Separate names with a comma.
Discussion in 'Turf Renovation' started by grasssin, Aug 27, 2004.
I appreciate all the advice guys anyway!!!
The customer is NOT always right....
Sometimes you need to stick to your guns and simply say that you will not and cannot do something in good conciense (don't think I spelled that right).
Usually when you are that adamant about something and have it in writing by an outside source (county extension agent is a good place to look), they will see it your way; the right way.
Barring that, if you think you will loose the job, I might do it, but make d*mn sure to have your feelings in writing and have the client sign that they recieved a copy. Even if it's as trivial as fabric under mulch...
Agree wholeheartedly that the customer is not always right. If you get this request again, you should make up an informational handout explaining why it's a bad idea and why you don't do that sort of work (reflects badly on your good name, etc..). Even worse is the underlayerment plastic that I encounter from time to time: it's essentially pondliner, and the clients wonder why the trees and shrubs are dying. Du-hhh - no rain, no nutrients, competition from adjacent tree roots - I could go on and on. Kate
You need to research fabric use,most of us have and agree on not using it.

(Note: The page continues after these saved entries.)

use serde::Deserialize;
use std::collections::btree_map::BTreeMap as Map;

use std::fs;
use std::path::{Path, PathBuf};

use crate::error::HarvestError;
use crate::{err_custom_create, err_from};

#[derive(Deserialize, Debug, Clone)]
pub struct Config {
    #[serde(default)]
    pub harvest: HarvestSettings,
    pub chain: Map<String, Chain>,
}

#[derive(Deserialize, Debug, Clone, Copy, PartialEq, Eq)]
#[serde(rename_all = "kebab-case")]
pub enum Dialect {
    Ethereum,
    Starknet,
}

#[derive(Deserialize, Debug, Clone)]
#[serde(rename_all = "kebab-case", default)]
pub struct HarvestSettings {
    pub block_count: u64,
    pub tx_delay_ms: u64,
    pub raw_csv: PathBuf,
    pub debug_json: PathBuf,
    pub processed_csv: PathBuf,
}

impl Default for HarvestSettings {
    fn default() -> Self {
        HarvestSettings {
            block_count: 20,
            tx_delay_ms: 10,
            raw_csv: PathBuf::from("data/raw.csv"),
            debug_json: PathBuf::from("data/fetch_debug.json"),
            processed_csv: PathBuf::from("data/processed.csv"),
        }
    }
}

fn default_full_transactions() -> bool {
    true
}

#[derive(Deserialize, Debug, Clone)]
#[serde(rename_all = "kebab-case")]
pub struct Chain {
    pub dialect: Dialect,
    pub rpc_endpoints: Vec<String>,
    #[serde(default = "default_full_transactions")]
    pub full_transactions: bool,
}

impl Config {
    pub fn load<P: AsRef<Path>>(path: P) -> Result<Self, HarvestError> {
        let content = fs::read_to_string(path).map_err(err_from!())?;
        Self::parse(&content)
    }

    pub fn parse(content: &str) -> Result<Self, HarvestError> {
        toml::from_str(content).map_err(err_from!())
    }

    pub fn get_chain(&self, chain_name: &str) -> Result<&Chain, HarvestError> {
        self.chain
            .get(chain_name)
            .ok_or_else(|| err_custom_create!("No chain {} in config", chain_name))
    }
}
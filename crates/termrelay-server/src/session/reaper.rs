//! Periodic reclamation of abandoned sessions.

use super::registry::SessionRegistry;
use std::sync::Arc;
use std::time::Duration;
use tokio::task::JoinHandle;
use tracing::{debug, info};

/// Sweep the registry every `interval`, force-killing sessions that have
/// been unbound and inactive for longer than `threshold`.
///
/// The first sweep runs one full interval after start.
pub fn spawn_reaper(
    registry: Arc<SessionRegistry>,
    interval: Duration,
    threshold: Duration,
) -> JoinHandle<()> {
    info!(
        interval_secs = interval.as_secs(),
        threshold_secs = threshold.as_secs(),
        "idle reaper started"
    );
    tokio::spawn(async move {
        let start = tokio::time::Instant::now() + interval;
        let mut ticker = tokio::time::interval_at(start, interval);
        ticker.set_missed_tick_behavior(tokio::time::MissedTickBehavior::Delay);
        loop {
            ticker.tick().await;
            let reaped = registry.reap_idle(threshold).await;
            debug!(reaped = reaped.len(), "idle sweep finished");
        }
    })
}
impl RelayServer {
    pub fn new(config: ServerConfig) -> RelayResult<Self> {
        let registry = Arc::new(SessionRegistry::new(config.registry.clone())?);
        Ok(Self {
            config,
            mux: Multiplexer::new(registry),
            shutdown_tx: broadcast::channel(1).0,
        })
    }

    /// Stop background tasks, close every connection and kill every session.
    pub async fn shutdown(&self) {
        info!("broadcasting shutdown to connected clients");
        let _ = self.shutdown_tx.send(());
        self.mux.registry().shutdown().await;
    }

    /// Bind both listeners, start the reaper, and accept until the listener
    /// closes.
    pub async fn run(self: Arc<Self>) -> RelayResult<()> {
        let ws_addr = self.config.ws_addr();
        let api_addr = self.config.api_addr();

        let ws_rx = websocket::start_listener(ws_addr).await?;

        let api_listener = TcpListener::bind(api_addr)
            .await
            .map_err(|e| RelayError::Transport(format!("API bind failed on {api_addr}: {e}")))?;
        let mut api_shutdown = self.shutdown_tx.subscribe();
        let registry = self.mux.registry().clone();
        tokio::spawn(async move {
            let stop = async move {
                let _ = api_shutdown.recv().await;
            };
            if let Err(e) = api::serve(api_listener, registry, stop).await {
                warn!(error = %e, "management API stopped");
            }
        });

        let reaper = spawn_reaper(
            self.mux.registry().clone(),
            self.config.reap_interval,
            self.config.idle_timeout,
        );
        let mut reaper_shutdown = self.shutdown_tx.subscribe();
        tokio::spawn(async move {
            let _ = reaper_shutdown.recv().await;
            reaper.abort();
            debug!("idle reaper stopped");
        });

        info!(ws_addr = %ws_addr, api_addr = %api_addr, "termrelay-server ready");

        self.serve_connections(ws_rx).await;
        info!("listener closed, shutting down");
        Ok(())
    }

    /// Route every accepted connection on its own task until the listener
    /// channel closes.
    pub async fn serve_connections(
        self: Arc<Self>,
        mut ws_rx: mpsc::Receiver<WebSocketConnection>,
    ) {
        while let Some(conn) = ws_rx.recv().await {
            let srv = self.clone();
            tokio::spawn(async move {
                if let Err(e) = srv.handle_connection(conn).await {
                    warn!(error = %e, "connection error");
                }
            });
        }
    }

    async fn handle_connection(&self, conn: WebSocketConnection) -> RelayResult<()> {
        let remote = conn.remote_addr;
        let kind = ConnectionKind::classify(&conn.path);
        debug!(remote = %remote, path = %conn.path, ?kind, "routing connection");
        let (mut sink, mut source) = conn.ws_stream.split();

        match kind {
            ConnectionKind::Chat => {
                info!(remote = %remote, "chat connection refused");
                websocket::ws_close(&mut sink, "chat is not served by this endpoint").await;
                Ok(())
            }
            ConnectionKind::Unknown => {
                info!(remote = %remote, path = %conn.path, "unknown path, closing");
                websocket::ws_close(&mut sink, "unknown endpoint").await;
                Ok(())
            }
            ConnectionKind::Shell | ConnectionKind::Ephemeral => {
                let Some(init) = wait_for_init(&mut source).await? else {
                    debug!(remote = %remote, "closed before init");
                    return Ok(());
                };
                let project = match project_path(&init) {
                    Ok(p) => p,
                    Err(e) => {
                        send_error(&mut sink, &e).await;
                        websocket::ws_close(&mut sink, "invalid init").await;
                        return Ok(());
                    }
                };
                if kind == ConnectionKind::Ephemeral || init.ephemeral {
                    self.ephemeral_loop(sink, source, &project, &init).await
                } else {
                    self.persistent_loop(sink, source, &project, &init).await
                }
            }
        }
    }

    /// Persistent shell: get or create the project's session, bind to it,
    /// and pump frames until the socket closes. The PTY survives the socket.
    async fn persistent_loop(
        &self,
        mut sink: WsSink,
        mut source: WsSource,
        project: &Path,
        init: &InitPayload,
    ) -> RelayResult<()> {
        let mut state = ConnectionState::Connecting;
        let cols = init.cols.unwrap_or(self.config.default_cols);
        let rows = init.rows.unwrap_or(self.config.default_rows);

        let (status, created) = match self
            .mux
            .registry()
            .get_or_create(project, init.resume_target.as_deref(), cols, rows)
            .await
        {
            Ok(v) => v,
            Err(e) => {
                warn!(project = %project.display(), error = %e, "session unavailable");
                send_error(&mut sink, &e).await;
                websocket::ws_close(&mut sink, "spawn failed").await;
                return Ok(());
            }
        };
        let key = status.key;

        let (transport, mut outbound) = TransportHandle::new();
        let transport_id = transport.id();
        // Sent ahead of replay and never buffered.
        let mut pending = 0usize;
        if created {
            transport.send(ServerMessage::output(format!(
                "\x1b[32mStarting terminal in: {}\x1b[0m\r\n",
                project.display()
            )));
            pending += 1;
        }

        let replayed = match self.mux.attach(project, transport).await {
            Ok(n) => n,
            Err(e) => {
                warn!(key = %key, error = %e, "attach failed");
                send_error(&mut sink, &e).await;
                websocket::ws_close(&mut sink, "session ended").await;
                return Ok(());
            }
        };
        if replayed > 0 {
            pending += replayed + 2;
        }
        state = transition(&key, transport_id, state, ConnectionState::Attached);
        if pending == 0 {
            state = transition(&key, transport_id, state, ConnectionState::Live);
        }

        let mut shutdown_rx = self.shutdown_tx.subscribe();
        loop {
            tokio::select! {
                _ = shutdown_rx.recv() => {
                    websocket::ws_close(&mut sink, "server shutting down").await;
                    break;
                }

                item = outbound.recv() => match item {
                    Some(Outbound::Message(msg)) => {
                        let text = match encode_server(&msg) {
                            Ok(text) => text,
                            Err(e) => {
                                warn!(key = %key, error = %e, "failed to encode outbound message");
                                continue;
                            }
                        };
                        if let Err(e) = websocket::ws_send_text(&mut sink, text).await {
                            debug!(key = %key, error = %e, "send failed, dropping connection");
                            break;
                        }
                        if state == ConnectionState::Attached {
                            pending = pending.saturating_sub(1);
                            if pending == 0 {
                                state = transition(&key, transport_id, state, ConnectionState::Live);
                            }
                        }
                    }
                    Some(Outbound::Close { reason }) => {
                        debug!(key = %key, transport_id, reason = %reason, "closing transport");
                        websocket::ws_close(&mut sink, &reason).await;
                        break;
                    }
                    // Session dropped the handle.
                    None => break,
                },

                frame = websocket::ws_recv(&mut source) => match frame {
                    Ok(Some(Frame::Text(text))) => match decode_client(&text) {
                        Ok(ClientMessage::Input { data }) => {
                            self.mux.write(project, data.as_bytes()).await;
                        }
                        Ok(ClientMessage::Resize { cols, rows }) => {
                            self.mux.resize(project, cols, rows).await;
                        }
                        Ok(ClientMessage::Init(_)) => {
                            debug!(key = %key, "repeated init ignored");
                        }
                        Err(e) => {
                            debug!(key = %key, error = %e, "unparseable frame ignored");
                        }
                    },
                    Ok(Some(Frame::Binary(data))) => {
                        self.mux.write(project, &data).await;
                    }
                    Ok(None) => {
                        debug!(key = %key, "peer closed");
                        break;
                    }
                    Err(e) => {
                        debug!(key = %key, error = %e, "WebSocket session ended");
                        break;
                    }
                },
            }
        }

        if self.mux.registry().status_key(&key).await.exists {
            self.mux.detach(project, transport_id).await;
            transition(&key, transport_id, state, ConnectionState::Detached);
        } else {
            transition(&key, transport_id, state, ConnectionState::Killed);
        }
        Ok(())
    }

    /// Ephemeral shell: a private PTY with raw output and no replay, killed
    /// when the socket goes away.
    async fn ephemeral_loop(
        &self,
        mut sink: WsSink,
        mut source: WsSource,
        project: &Path,
        init: &InitPayload,
    ) -> RelayResult<()> {
        let cols = init.cols.unwrap_or(self.config.default_cols);
        let rows = init.rows.unwrap_or(self.config.default_rows);
        let spec = self
            .config
            .registry
            .shell
            .ephemeral_spec(project, init.command.as_deref(), cols, rows);

        let (mut pty, mut events) = match PtyHandle::spawn_async(spec).await {
            Ok(v) => v,
            Err(e) => {
                warn!(project = %project.display(), error = %e, "ephemeral spawn failed");
                send_error(&mut sink, &e).await;
                websocket::ws_close(&mut sink, "spawn failed").await;
                return Ok(());
            }
        };
        info!(project = %project.display(), pid = ?pty.pid(), "ephemeral shell started");

        let mut shutdown_rx = self.shutdown_tx.subscribe();
        let result = loop {
            tokio::select! {
                _ = shutdown_rx.recv() => {
                    websocket::ws_close(&mut sink, "server shutting down").await;
                    break Ok(());
                }

                event = events.recv() => match event {
                    Some(PtyEvent::Data(chunk)) => {
                        let text = encode_server(&ServerMessage::output_bytes(&chunk))?;
                        if let Err(e) = websocket::ws_send_text(&mut sink, text).await {
                            break Err(e);
                        }
                    }
                    Some(PtyEvent::Exit { code }) => {
                        let msg = ServerMessage::output(format!(
                            "\r\n\x1b[33mProcess exited with code {code}\x1b[0m\r\n"
                        ));
                        if let Ok(text) = encode_server(&msg) {
                            let _ = websocket::ws_send_text(&mut sink, text).await;
                        }
                        websocket::ws_close(&mut sink, "process exited").await;
                        break Ok(());
                    }
                    None => break Ok(()),
                },

                frame = websocket::ws_recv(&mut source) => match frame {
                    Ok(Some(Frame::Text(text))) => match decode_client(&text) {
                        Ok(ClientMessage::Input { data }) => {
                            if let Err(e) = pty.write(data.as_bytes()) {
                                debug!(error = %e, "ephemeral write after exit");
                            }
                        }
                        Ok(ClientMessage::Resize { cols, rows }) => {
                            if let Err(e) = pty.resize(cols, rows) {
                                warn!(cols, rows, error = %e, "ephemeral resize failed");
                            }
                        }
                        Ok(ClientMessage::Init(_)) => debug!("repeated init ignored"),
                        Err(e) => debug!(error = %e, "unparseable frame ignored"),
                    },
                    Ok(Some(Frame::Binary(data))) => {
                        if let Err(e) = pty.write(&data) {
                            debug!(error = %e, "ephemeral write after exit");
                        }
                    }
                    Ok(None) => break Ok(()),
                    Err(e) => break Err(e),
                },
            }
        };

        if let Err(e) = pty.kill() {
            debug!(error = %e, "ephemeral kill failed");
        }
        info!(project = %project.display(), pid = ?pty.pid(), "ephemeral shell ended");
        result
    }
}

If you believe in what you are saying it will be much eaiser to convince the client.
The client often will have alot of questions if you don't sell yourself or your project like you believe it.
The customer is not always right,but they all have an opinion,make yours
the best one.
Your reputation is worth the research.
how much would it cost to put down 1000 square feet of the landscape fabric including the fabric.